Why the propagator matters for ground tracks
Tracks use each object’s selected propagator, and the choice matters more than it might appear:
- SGP4 accounts for atmospheric drag and Earth’s oblateness. For a real satellite with a fresh TLE, the track accurately reflects where the satellite actually passes over the Earth.
- J2 secular adds the long-term nodal regression (the westward orbital-plane drift) but no drag. For circular-orbit design work this is the right choice.
- Two-body produces a fixed ellipse with no perturbations. The sub-satellite track still forms a sinusoid, but the ascending-node longitude stays constant — the real westward regression that SGP4 or J2 shows is absent. The disclaimer “Idealized two-body propagation — educational geometry only; real orbits diverge within hours” applies here too.
See Propagation models for the underlying theory.
Controls
- Object checkboxes in the Ground Track panel’s controls column toggle individual tracks on and off without removing objects from the scenario.
- Ground site markers appear automatically for every site defined in the Ground Sites sidebar section. The marker is a cross labeled with the site name.
- Save Ground Track PNG — exports the current map canvas as a PNG file named
exoatlas-groundtrack-<timestamp>.png.
Accuracy & model notes
Longitudes are computed by rotating SGP4’s TEME positions (or J2000 positions for other propagators) to ECEF using GMST — the standard approximation for TLE work, without polar motion. This is documented in the app’s ground-track disclaimer: “Sub-satellite tracks use each object’s selected propagator. Longitudes are Earth-fixed (GMST); no polar motion.” For SGP4 with a fresh TLE the resulting sub-satellite positions are operationally useful. See the validation page for the accuracy figures behind SGP4.
Related
Why does the track suddenly jump to the other side of the map?

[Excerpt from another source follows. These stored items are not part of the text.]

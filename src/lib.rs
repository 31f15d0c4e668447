//! pmtask - A CLI tool and client library for a project-management REST API
//!
//! This library provides the configuration resolver, the payload pruner, the
//! API port with its HTTP adapter, and the services the `pmtask` binary
//! orchestrates (identity check, task listing, project and task creation,
//! comments, file-to-task sync).

// Deny all clippy warnings in this crate
#![deny(
    clippy::all,
    clippy::pedantic,
    clippy::nursery,
    missing_docs,
    missing_debug_implementations,
    missing_copy_implementations,
    trivial_casts,
    trivial_numeric_casts,
    unsafe_code,
    unused_import_braces,
    unused_qualifications
)]
// Allow some pedantic lints that are too noisy or not applicable
#![allow(
    clippy::module_name_repetitions,
    clippy::missing_errors_doc,
    clippy::cargo_common_metadata
)]

/// Library version
pub const VERSION: &str = env!("CARGO_PKG_VERSION");

pub mod adapters;
pub mod config;
pub mod core;
pub mod error;
pub mod output;
pub mod paths;

pub use error::{Error, Result};
//! Output formatting for human, JSON, CSV, and TSV modes
//!
//! Result types render either as human-readable text or as one of the
//! machine formats. Machine output is pruned first, so absent fields and
//! empty collections never show up as `null`, `[]`, or `{}`.

use std::io::{self, Write};

use serde::Serialize;
use serde_json::Value;

use crate::core::models::{Comment, Project, Task};
use crate::core::services::prune_json;

/// Output format for the CLI
#[derive(Debug, Clone, Copy, PartialEq, Eq, Default)]
pub enum OutputFormat {
    /// Human-readable output (default)
    #[default]
    Human,
    /// Pretty-printed JSON array
    Json,
    /// Comma-separated values with a header row
    Csv,
    /// Tab-separated values with a header row
    Tsv,
}

impl OutputFormat {
    /// Whether this is a machine-readable format
    #[must_use]
    pub const fn is_machine(self) -> bool {
        !matches!(self, Self::Human)
    }
}

impl std::fmt::Display for OutputFormat {
    fn fmt(&self, f: &mut std::fmt::Formatter<'_>) -> std::fmt::Result {
        match self {
            Self::Human => write!(f, "human"),
            Self::Json => write!(f, "json"),
            Self::Csv => write!(f, "csv"),
            Self::Tsv => write!(f, "tsv"),
        }
    }
}

impl std::str::FromStr for OutputFormat {
    type Err = String;

    fn from_str(s: &str) -> Result<Self, Self::Err> {
        match s.to_lowercase().as_str() {
            "human" | "text" => Ok(Self::Human),
            "json" => Ok(Self::Json),
            "csv" => Ok(Self::Csv),
            "tsv" => Ok(Self::Tsv),
            _ => Err(format!("Invalid format: {s}. Use: human, json, csv, tsv")),
        }
    }
}

/// Write `items` in a machine format
///
/// `Human` falls back to JSON; callers with a text rendering handle it
/// before reaching here.
pub fn write_items<T: Serialize>(
    items: &[T],
    format: OutputFormat,
    out: &mut dyn Write,
) -> anyhow::Result<()> {
    let values = items
        .iter()
        .map(|item| serde_json::to_value(item).map(|v| prune_json(&v)))
        .collect::<Result<Vec<_>, _>>()?;

    match format {
        OutputFormat::Human | OutputFormat::Json => {
            writeln!(out, "{}", serde_json::to_string_pretty(&Value::Array(values))?)?;
        },
        OutputFormat::Csv => write_delimited(&values, b',', out)?,
        OutputFormat::Tsv => write_delimited(&values, b'\t', out)?,
    }
    Ok(())
}

/// One header row with every top-level key, in first-seen order
fn write_delimited(values: &[Value], delimiter: u8, out: &mut dyn Write) -> anyhow::Result<()> {
    let mut columns: Vec<String> = Vec::new();
    for value in values {
        if let Value::Object(map) = value {
            for key in map.keys() {
                if !columns.contains(key) {
                    columns.push(key.clone());
                }
            }
        }
    }
    if columns.is_empty() {
        return Ok(());
    }

    let mut writer = csv::WriterBuilder::new().delimiter(delimiter).from_writer(out);
    writer.write_record(&columns)?;
    for value in values {
        writer.write_record(columns.iter().map(|c| cell(value.get(c))))?;
    }
    writer.flush()?;
    Ok(())
}

fn cell(value: Option<&Value>) -> String {
    match value {
        None | Some(Value::Null) => String::new(),
        Some(Value::String(s)) => s.clone(),
        Some(other) => other.to_string(),
    }
}

/// Result of listing projects
#[derive(Debug, Serialize)]
pub struct ProjectListResult {
    /// Projects in server order
    pub projects: Vec<Project>,
}

/// Result of listing or querying tasks
#[derive(Debug, Serialize)]
pub struct TaskListResult {
    /// Project the tasks belong to, when listing a single project
    pub project: Option<Project>,
    /// Tasks in outline order
    pub tasks: Vec<Task>,
}

/// Result of reading a task's discussion
#[derive(Debug, Serialize)]
pub struct CommentListResult {
    /// The task
    pub task: Task,
    /// Comments in server order
    pub comments: Vec<Comment>,
}

/// Generic operation result for simple commands
#[derive(Debug, Serialize)]
pub struct OperationResult {
    /// Whether the operation succeeded
    pub success: bool,
    /// Human-readable message
    pub message: String,
    /// Payload returned by the server, if any
    #[serde(skip_serializing_if = "Option::is_none")]
    pub data: Option<Value>,
}

impl ProjectListResult {
    /// Render the result to stdout
    pub fn render(&self, format: OutputFormat) -> anyhow::Result<()> {
        self.write_to(format, &mut io::stdout().lock())
    }

    /// Render the result to `out`
    pub fn write_to(&self, format: OutputFormat, out: &mut dyn Write) -> anyhow::Result<()> {
        if format.is_machine() {
            return write_items(&self.projects, format, out);
        }

        writeln!(out, "Found {} projects:", self.projects.len())?;
        for project in &self.projects {
            writeln!(
                out,
                "* {} - {} ({})",
                project.short_id.as_deref().unwrap_or("-"),
                project.name,
                project.id
            )?;
        }
        Ok(())
    }
}

impl TaskListResult {
    /// Render the result to stdout
    pub fn render(&self, format: OutputFormat) -> anyhow::Result<()> {
        self.write_to(format, &mut io::stdout().lock())
    }

    /// Render the result to `out`
    pub fn write_to(&self, format: OutputFormat, out: &mut dyn Write) -> anyhow::Result<()> {
        if format.is_machine() {
            return write_items(&self.tasks, format, out);
        }

        if let Some(project) = &self.project {
            writeln!(
                out,
                "Project {} ({})",
                project.name,
                project.short_id.as_deref().unwrap_or("-")
            )?;
        }
        for task in &self.tasks {
            writeln!(
                out,
                "* {} - {} - {} ({}% complete)",
                task.wbs.as_deref().unwrap_or("-"),
                task.short_id,
                task.name,
                task.percent_complete.unwrap_or(0)
            )?;
        }
        writeln!(out, "Total {} tasks.", self.tasks.len())?;
        Ok(())
    }
}

impl CommentListResult {
    /// Render the result to stdout
    pub fn render(&self, format: OutputFormat) -> anyhow::Result<()> {
        self.write_to(format, &mut io::stdout().lock())
    }

    /// Render the result to `out`
    pub fn write_to(&self, format: OutputFormat, out: &mut dyn Write) -> anyhow::Result<()> {
        if format.is_machine() {
            return write_items(&self.comments, format, out);
        }

        writeln!(out, "Task {} ({})", self.task.name, self.task.short_id)?;
        if self.comments.is_empty() {
            writeln!(out, "No comments.")?;
        }
        for comment in &self.comments {
            writeln!(
                out,
                "On {} {} wrote:",
                comment.create_date.as_deref().unwrap_or("(unknown date)"),
                comment.author_name.as_deref().unwrap_or("(unknown author)")
            )?;
            writeln!(out, "  {}", comment.text)?;
            for reaction in &comment.emoji {
                writeln!(out, "Reaction: {} ({})", reaction.name, reaction.user_ids.len())?;
            }
        }
        Ok(())
    }
}

impl OperationResult {
    /// Successful result with a message
    #[must_use]
    pub fn ok(message: impl Into<String>) -> Self {
        Self {
            success: true,
            message: message.into(),
            data: None,
        }
    }

    /// Attach the server payload
    #[must_use]
    pub fn with_data(mut self, data: Value) -> Self {
        self.data = Some(prune_json(&data));
        self
    }

    /// Render the result to stdout
    pub fn render(&self, format: OutputFormat) -> anyhow::Result<()> {
        self.write_to(format, &mut io::stdout().lock())
    }

    /// Render the result to `out`
    pub fn write_to(&self, format: OutputFormat, out: &mut dyn Write) -> anyhow::Result<()> {
        if format.is_machine() {
            writeln!(out, "{}", serde_json::to_string_pretty(self)?)?;
        } else {
            writeln!(out, "{}", self.message)?;
        }
        Ok(())
    }
}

The track is split at the antimeridian (±180° longitude) so polylines never draw a horizontal streak. A visible gap there is correct behavior — the satellite crosses from 180°E to 180°W (or vice versa) and the track continues on the other edge of the map.
Can I see more than one orbit’s worth of track?
The track covers the range of the current scenario window, which you can widen by advancing scenario time. The track resamples when the scenario clock has drifted more than half an orbital period from the last sample, so fast-forwarding through several orbits fills in successive passes.